Activity:
Return every record exactly as written.

Task input:
______________________________

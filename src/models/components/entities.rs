use serde::{Deserialize, Serialize};
use ts_rs::TS;

// 成绩组成项（如 P1、T1），缩写在学科内唯一
#[derive(Debug, Clone, Serialize, Deserialize, TS)]
#[ts(export, export_to = "../frontend/src/types/generated/component.ts")]
pub struct GradeComponent {
    pub id: i64,
    pub subject_id: i64,
    pub name: String,
    pub abbreviation: String,
    pub description: Option<String>,
    pub weight: f64,
    pub created_at: chrono::DateTime<chrono::Utc>,
    pub updated_at: chrono::DateTime<chrono::Utc>,
}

______________________________

Answer section:
filename src/models/components/entities.rs
use serde::{Deserialize, Serialize};
use ts_rs::TS;

// 成绩组成项（如 P1、T1），缩写在学科内唯一
#[derive(Debug, Clone, Serialize, Deserialize, TS)]
#[ts(export, export_to = "../frontend/src/types/generated/component.ts")]
pub struct GradeComponent {
    pub id: i64,
    pub subject_id: i64,
    pub name: String,
    pub abbreviation: String,
    pub description: Option<String>,
    pub weight: f64,
    pub created_at: chrono::DateTime<chrono::Utc>,
    pub updated_at: chrono::DateTime<chrono::Utc>,
}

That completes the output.